I worked in the federal Environment Department for many years before taking the plunge into a PhD at UNSW, based at the National Herbarium on Black Mountain. After submitting my thesis on spatial patterns of phylogenetic diversity in Australia and new methods to measure them, I moved to the US in 2010, for a 2 year postdoc fellowship at Yale focussing on patterns of global mammal diversity. I was then lucky to snare a postdoctoral position at ANU with Craig Moritz, returning to Canberra in 2012 to work on patterns and causes of lizard diversity and endemism in Australia’s monsoonal tropics. In mid 2016 I started my DECRA project.

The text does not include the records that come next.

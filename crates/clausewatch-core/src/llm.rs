//! Chat-model trait used by the answer pipeline.

use anyhow::Result;
use async_trait::async_trait;

/// A hosted chat model that answers a single fully-rendered prompt.
///
/// Implementations are expected to be deterministic where the provider
/// allows it (temperature 0, fixed seed).
#[async_trait]
pub trait ChatModel: Send + Sync {
    fn model_name(&self) -> &str;

    /// Send `prompt` as one user message and return the reply text.
    async fn complete(&self, prompt: &str) -> Result<String>;
}
//! Run-scoped index lifecycle.
//!
//! Every analysis unit gets its own collection named `"{kind}-{uuid}"`.
//! The collection is built from scratch, queried, and deleted again, so no
//! two runs ever read or write the same collection. A run that dies before
//! teardown leaves its collection behind; [`sweep_stale_runs`] removes such
//! leftovers once they are older than any live run could be.

use anyhow::{bail, Result};
use serde::{Deserialize, Serialize};
use uuid::Uuid;

use crate::embedding::{embed_query, Embedder};
use crate::models::{Chunk, ScoredChunk};

use super::{IndexEntry, VectorIndex};

/// Which kind of analysis a run performs; used as the collection prefix.
#[derive(Debug, Clone, Copy, PartialEq, Eq, Serialize, Deserialize)]
#[serde(rename_all = "kebab-case")]
pub enum RunKind {
    AnalyseFiles,
    CheckClause,
}

impl RunKind {
    pub fn slug(self) -> &'static str {
        match self {
            RunKind::AnalyseFiles => "analyse-files",
            RunKind::CheckClause => "check-clause",
        }
    }

    pub const ALL: [RunKind; 2] = [RunKind::AnalyseFiles, RunKind::CheckClause];

    /// A fresh, unique collection name for one run.
    pub fn run_name(self) -> String {
        format!("{}-{}", self.slug(), Uuid::new_v4().simple())
    }
}

/// Whether `name` looks like a collection created by [`RunKind::run_name`].
pub fn is_run_collection(name: &str) -> bool {
    RunKind::ALL.iter().any(|kind| {
        name.strip_prefix(kind.slug())
            .and_then(|rest| rest.strip_prefix('-'))
            .is_some_and(|id| !id.is_empty())
    })
}

/// Delete run collections created at least `max_age_secs` ago.
///
/// Collections whose names do not come from [`RunKind::run_name`] are left
/// alone. Returns the number of collections removed.
pub async fn sweep_stale_runs(index: &dyn VectorIndex, max_age_secs: u64) -> Result<usize> {
    let cutoff = chrono::Utc::now().timestamp() - max_age_secs as i64;
    let mut removed = 0;
    for name in index.collections_created_before(cutoff).await? {
        if is_run_collection(&name) && index.delete_collection(&name).await? {
            removed += 1;
        }
    }
    if removed > 0 {
        tracing::info!(removed, "deleted stale run collections");
    }
    Ok(removed)
}

/// A populated collection owned by one run.
///
/// Call [`RunIndex::teardown`] when done; the pipeline does so on both the
/// success and the failure path.
pub struct RunIndex<'a> {
    index: &'a dyn VectorIndex,
    embedder: &'a dyn Embedder,
    name: String,
    len: usize,
}

impl<'a> RunIndex<'a> {
    /// Create the collection `name` and fill it with embedded `chunks`.
    ///
    /// A leftover collection with the same name is deleted first. If
    /// embedding or insertion fails the partially built collection is
    /// removed before the error is returned.
    pub async fn build(
        index: &'a dyn VectorIndex,
        embedder: &'a dyn Embedder,
        name: String,
        chunks: &[Chunk],
        batch_size: usize,
    ) -> Result<RunIndex<'a>> {
        if index.delete_collection(&name).await? {
            tracing::debug!(collection = %name, "deleted stale collection");
        }
        index.create_collection(&name).await?;

        let mut run = RunIndex {
            index,
            embedder,
            name,
            len: 0,
        };
        match run.fill(chunks, batch_size.max(1)).await {
            Ok(()) => Ok(run),
            Err(e) => {
                if let Err(te) = run.teardown().await {
                    tracing::warn!(error = %te, "failed to remove partial collection");
                }
                Err(e)
            }
        }
    }

    async fn fill(&mut self, chunks: &[Chunk], batch_size: usize) -> Result<()> {
        for batch in chunks.chunks(batch_size) {
            let texts: Vec<String> = batch.iter().map(|c| c.text.clone()).collect();
            let vectors = self.embedder.embed(&texts).await?;
            if vectors.len() != batch.len() {
                bail!(
                    "embedder returned {} vectors for {} chunks",
                    vectors.len(),
                    batch.len()
                );
            }
            let entries: Vec<IndexEntry> = batch
                .iter()
                .cloned()
                .zip(vectors)
                .map(|(chunk, vector)| IndexEntry { chunk, vector })
                .collect();
            self.index.add(&self.name, &entries).await?;
            self.len += entries.len();
        }
        tracing::debug!(collection = %self.name, entries = self.len, "collection built");
        Ok(())
    }

    pub fn name(&self) -> &str {
        &self.name
    }

    pub fn len(&self) -> usize {
        self.len
    }

    pub fn is_empty(&self) -> bool {
        self.len == 0
    }

    /// Embed `query` and return the `k` most similar chunks.
    pub async fn retrieve(&self, query: &str, k: usize) -> Result<Vec<ScoredChunk>> {
        let vector = embed_query(self.embedder, query).await?;
        self.index.query(&self.name, &vector, k).await
    }

    pub async fn teardown(self) -> Result<()> {
        self.index.delete_collection(&self.name).await?;
        Ok(())
    }
}

#[cfg(test)]
mod tests {
    use super::*;
    use crate::index::InMemoryIndex;
    use async_trait::async_trait;

    struct Letters;

    #[async_trait]
    impl Embedder for Letters {
        fn model_name(&self) -> &str {
            "letters"
        }
        async fn embed(&self, texts: &[String]) -> Result<Vec<Vec<f32>>> {
            Ok(texts
                .iter()
                .map(|t| {
                    let lower = t.to_lowercase();
                    vec![
                        lower.matches("payment").count() as f32,
                        lower.matches("delivery").count() as f32,
                        1.0,
                    ]
                })
                .collect())
        }
    }

    struct Broken;

    #[async_trait]
    impl Embedder for Broken {
        fn model_name(&self) -> &str {
            "broken"
        }
        async fn embed(&self, _texts: &[String]) -> Result<Vec<Vec<f32>>> {
            bail!("provider unavailable")
        }
    }

    fn chunk(i: i64, text: &str) -> Chunk {
        Chunk {
            id: format!("c{i}"),
            file_id: 1,
            file_name: "a.txt".to_string(),
            page: None,
            chunk_index: i,
            offset: 0,
            token_count: 1,
            text: text.to_string(),
            hash: String::new(),
        }
    }

    #[test]
    fn test_run_names_are_unique_and_prefixed() {
        let a = RunKind::AnalyseFiles.run_name();
        let b = RunKind::AnalyseFiles.run_name();
        assert_ne!(a, b);
        assert!(a.starts_with("analyse-files-"));
        assert!(RunKind::CheckClause.run_name().starts_with("check-clause-"));
    }

    #[tokio::test]
    async fn test_build_retrieve_teardown() {
        let index = InMemoryIndex::new();
        let chunks = vec![
            chunk(0, "Payment due in 30 days."),
            chunk(1, "Delivery within two weeks."),
            chunk(2, "Payment shall be made in 60 days."),
        ];
        let run = RunIndex::build(&index, &Letters, "analyse-files-x".into(), &chunks, 2)
            .await
            .unwrap();
        assert_eq!(run.len(), 3);
        assert_eq!(index.count("analyse-files-x").await.unwrap(), 3);

        let hits = run.retrieve("payment terms", 2).await.unwrap();
        assert_eq!(hits.len(), 2);
        assert!(hits.iter().all(|h| h.chunk.text.contains("Payment")));

        run.teardown().await.unwrap();
        assert!(index.list_collections().await.unwrap().is_empty());
    }

    #[tokio::test]
    async fn test_build_replaces_same_name_collection() {
        let index = InMemoryIndex::new();
        index.create_collection("check-clause-x").await.unwrap();
        let run = RunIndex::build(&index, &Letters, "check-clause-x".into(), &[chunk(0, "a")], 8)
            .await
            .unwrap();
        assert_eq!(index.count("check-clause-x").await.unwrap(), 1);
        run.teardown().await.unwrap();
    }

    #[tokio::test]
    async fn test_failed_build_leaves_no_collection() {
        let index = InMemoryIndex::new();
        let result = RunIndex::build(&index, &Broken, "analyse-files-y".into(), &[chunk(0, "a")], 8).await;
        assert!(result.is_err());
        assert!(index.list_collections().await.unwrap().is_empty());
    }

    #[test]
    fn test_run_collection_names() {
        assert!(is_run_collection(&RunKind::AnalyseFiles.run_name()));
        assert!(is_run_collection("check-clause-abc"));
        assert!(!is_run_collection("check-clause-"));
        assert!(!is_run_collection("analyse-filesx"));
        assert!(!is_run_collection("notes"));
    }

    #[tokio::test]
    async fn test_abandoned_run_is_swept() {
        let index = InMemoryIndex::new();
        index.create_collection("notes").await.unwrap();
        let name = RunKind::CheckClause.run_name();
        let run = RunIndex::build(&index, &Letters, name.clone(), &[chunk(0, "a")], 8)
            .await
            .unwrap();
        drop(run);

        // Too young to be swept.
        assert_eq!(sweep_stale_runs(&index, 3600).await.unwrap(), 0);
        assert_eq!(index.list_collections().await.unwrap(), vec![name, "notes".to_string()]);

        assert_eq!(sweep_stale_runs(&index, 0).await.unwrap(), 1);
        assert_eq!(index.list_collections().await.unwrap(), vec!["notes"]);
    }
}
//! Document loader: stored bytes to ordered text segments.
//!
//! The declared MIME type selects a [`DocumentKind`]; anything outside the
//! three supported kinds is rejected with [`LoadError::UnsupportedType`],
//! which aborts the whole analysis run. Content that cannot be decoded is
//! [`LoadError::Malformed`] and only fails the file it came from.

use std::io::Read;
use std::path::Path;

use quick_xml::events::Event;
use thiserror::Error;

use clausewatch_core::models::Segment;

use crate::models::StoredFile;

pub const MIME_PDF: &str = "application/pdf";
pub const MIME_DOCX: &str =
    "application/vnd.openxmlformats-officedocument.wordprocessingml.document";
pub const MIME_TXT: &str = "text/plain";

/// Maximum decompressed bytes read from a single ZIP entry (zip-bomb guard).
const MAX_XML_ENTRY_BYTES: u64 = 50 * 1024 * 1024;

#[derive(Debug, Error)]
pub enum LoadError {
    #[error("unsupported content type: {0}")]
    UnsupportedType(String),
    #[error("{kind} content is malformed: {reason}")]
    Malformed { kind: &'static str, reason: String },
}

impl LoadError {
    fn malformed(kind: DocumentKind, reason: impl ToString) -> Self {
        LoadError::Malformed {
            kind: kind.label(),
            reason: reason.to_string(),
        }
    }
}

/// The closed set of loadable document types.
#[derive(Debug, Clone, Copy, PartialEq, Eq)]
pub enum DocumentKind {
    WordDocument,
    Pdf,
    PlainText,
}

impl DocumentKind {
    pub fn from_mime(mime: &str) -> Result<Self, LoadError> {
        let essence = mime.split(';').next().unwrap_or("").trim();
        match essence {
            MIME_DOCX => Ok(DocumentKind::WordDocument),
            MIME_PDF => Ok(DocumentKind::Pdf),
            MIME_TXT => Ok(DocumentKind::PlainText),
            other => Err(LoadError::UnsupportedType(other.to_string())),
        }
    }

    /// Map an upload's file name to a kind by extension (case-insensitive).
    pub fn from_file_name(name: &str) -> Option<Self> {
        let ext = Path::new(name).extension()?.to_str()?.to_ascii_lowercase();
        match ext.as_str() {
            "docx" => Some(DocumentKind::WordDocument),
            "pdf" => Some(DocumentKind::Pdf),
            "txt" => Some(DocumentKind::PlainText),
            _ => None,
        }
    }

    pub fn mime_type(self) -> &'static str {
        match self {
            DocumentKind::WordDocument => MIME_DOCX,
            DocumentKind::Pdf => MIME_PDF,
            DocumentKind::PlainText => MIME_TXT,
        }
    }

    fn label(self) -> &'static str {
        match self {
            DocumentKind::WordDocument => "Word document",
            DocumentKind::Pdf => "PDF",
            DocumentKind::PlainText => "text file",
        }
    }

    /// Extract plain text. PDFs yield one string per page; the other kinds
    /// yield a single string.
    pub fn extract_text(self, bytes: &[u8]) -> Result<Vec<String>, LoadError> {
        match self {
            DocumentKind::WordDocument => extract_docx(bytes).map(|t| vec![t]),
            DocumentKind::Pdf => extract_pdf_pages(bytes),
            DocumentKind::PlainText => String::from_utf8(bytes.to_vec())
                .map(|t| vec![t])
                .map_err(|e| LoadError::malformed(self, e)),
        }
    }
}

/// Load a stored file into segments, dropping whitespace-only pages.
pub fn load_segments(file: &StoredFile) -> Result<Vec<Segment>, LoadError> {
    let kind = DocumentKind::from_mime(&file.meta.mime_type)?;
    let paginated = kind == DocumentKind::Pdf;
    let segments = kind
        .extract_text(&file.content)?
        .into_iter()
        .enumerate()
        .filter(|(_, text)| !text.trim().is_empty())
        .map(|(i, text)| {
            let segment = Segment::new(file.meta.id, file.meta.name.clone(), text);
            if paginated {
                segment.with_page(i as u32 + 1)
            } else {
                segment
            }
        })
        .collect();
    Ok(segments)
}

fn extract_pdf_pages(bytes: &[u8]) -> Result<Vec<String>, LoadError> {
    // pdf-extract panics on some malformed inputs instead of returning Err.
    let owned = bytes.to_vec();
    match std::panic::catch_unwind(move || pdf_extract::extract_text_from_mem_by_pages(&owned)) {
        Ok(Ok(pages)) => Ok(pages),
        Ok(Err(e)) => Err(LoadError::malformed(DocumentKind::Pdf, e)),
        Err(_) => Err(LoadError::malformed(DocumentKind::Pdf, "parser panicked")),
    }
}

fn extract_docx(bytes: &[u8]) -> Result<String, LoadError> {
    let kind = DocumentKind::WordDocument;
    let mut archive = zip::ZipArchive::new(std::io::Cursor::new(bytes))
        .map_err(|e| LoadError::malformed(kind, e))?;
    let entry = archive
        .by_name("word/document.xml")
        .map_err(|_| LoadError::malformed(kind, "word/document.xml not found"))?;
    let mut xml = Vec::new();
    entry
        .take(MAX_XML_ENTRY_BYTES)
        .read_to_end(&mut xml)
        .map_err(|e| LoadError::malformed(kind, e))?;
    if xml.len() as u64 >= MAX_XML_ENTRY_BYTES {
        return Err(LoadError::malformed(kind, "word/document.xml exceeds size limit"));
    }
    docx_body_text(&xml).map_err(|e| LoadError::malformed(kind, e))
}

/// Collect `w:t` runs; each `w:p` ends with a blank line, `w:tab` becomes a
/// tab and `w:br` a newline.
fn docx_body_text(xml: &[u8]) -> Result<String, quick_xml::Error> {
    let mut out = String::new();
    let mut reader = quick_xml::Reader::from_reader(xml);
    let mut buf = Vec::new();
    let mut in_text = false;
    loop {
        match reader.read_event_into(&mut buf)? {
            Event::Start(e) if e.local_name().as_ref() == b"t" => in_text = true,
            Event::Text(te) if in_text => {
                out.push_str(te.unescape().unwrap_or_default().as_ref());
            }
            Event::End(e) => match e.local_name().as_ref() {
                b"t" => in_text = false,
                b"p" => out.push_str("\n\n"),
                _ => {}
            },
            Event::Empty(e) => match e.local_name().as_ref() {
                b"tab" => out.push('\t'),
                b"br" => out.push('\n'),
                _ => {}
            },
            Event::Eof => break,
            _ => {}
        }
        buf.clear();
    }
    Ok(out.trim_end().to_string())
}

Current Research Interests
I am fascinated by the incredibly uneven spatial distribution of biological diversity, at all levels, particularly centres of phylogenetic endemism. This leads to two questions. First, how can phylogenetic information to contribute to better conservation decisions? We recently published a conservation assessment for lizards of the Kimberley which identifies priority areas for conservation directly from evolutionary units, bypassing the uncertain and rapidly changing taxonomy. I want to help make phylogenetic approaches to conservation accessible, practical and well-used by on-ground conservation managers. The more fundamental question is why centres of endemism are found where they are? Especially, how do particular types of landscape generate endemism? I am tackling this through various approaches including process models, where dispersal, niche evolution and isolation are simulated through evolutionary time.
What do you enjoy most about research
I really like the mix of collaboration and focussed solo work in science. It can be incredibly entrepreneurial – building teams and working together to promote an idea, attract funding, research and write. But this is balanced by the quiet time reading, writing, coding.